//! Parser module for fetched HTML pages

pub mod document;
pub mod html;
pub mod markup;

pub use document::{DocumentModel, FormElement, Heading, ImageElement};
pub use html::{decode_markup, HtmlParser};
pub use markup::{contains_any, contains_ignore_ascii_case, count_occurrences};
......
THE PROBLEM - Repeat the listing exactly, from its first line to its last.

ANSWER SPACE -
//! Parser module for fetched HTML pages

pub mod document;
pub mod html;
pub mod markup;

pub use document::{DocumentModel, FormElement, Heading, ImageElement};
pub use html::{decode_markup, HtmlParser};
pub use markup::{contains_any, contains_ignore_ascii_case, count_occurrences};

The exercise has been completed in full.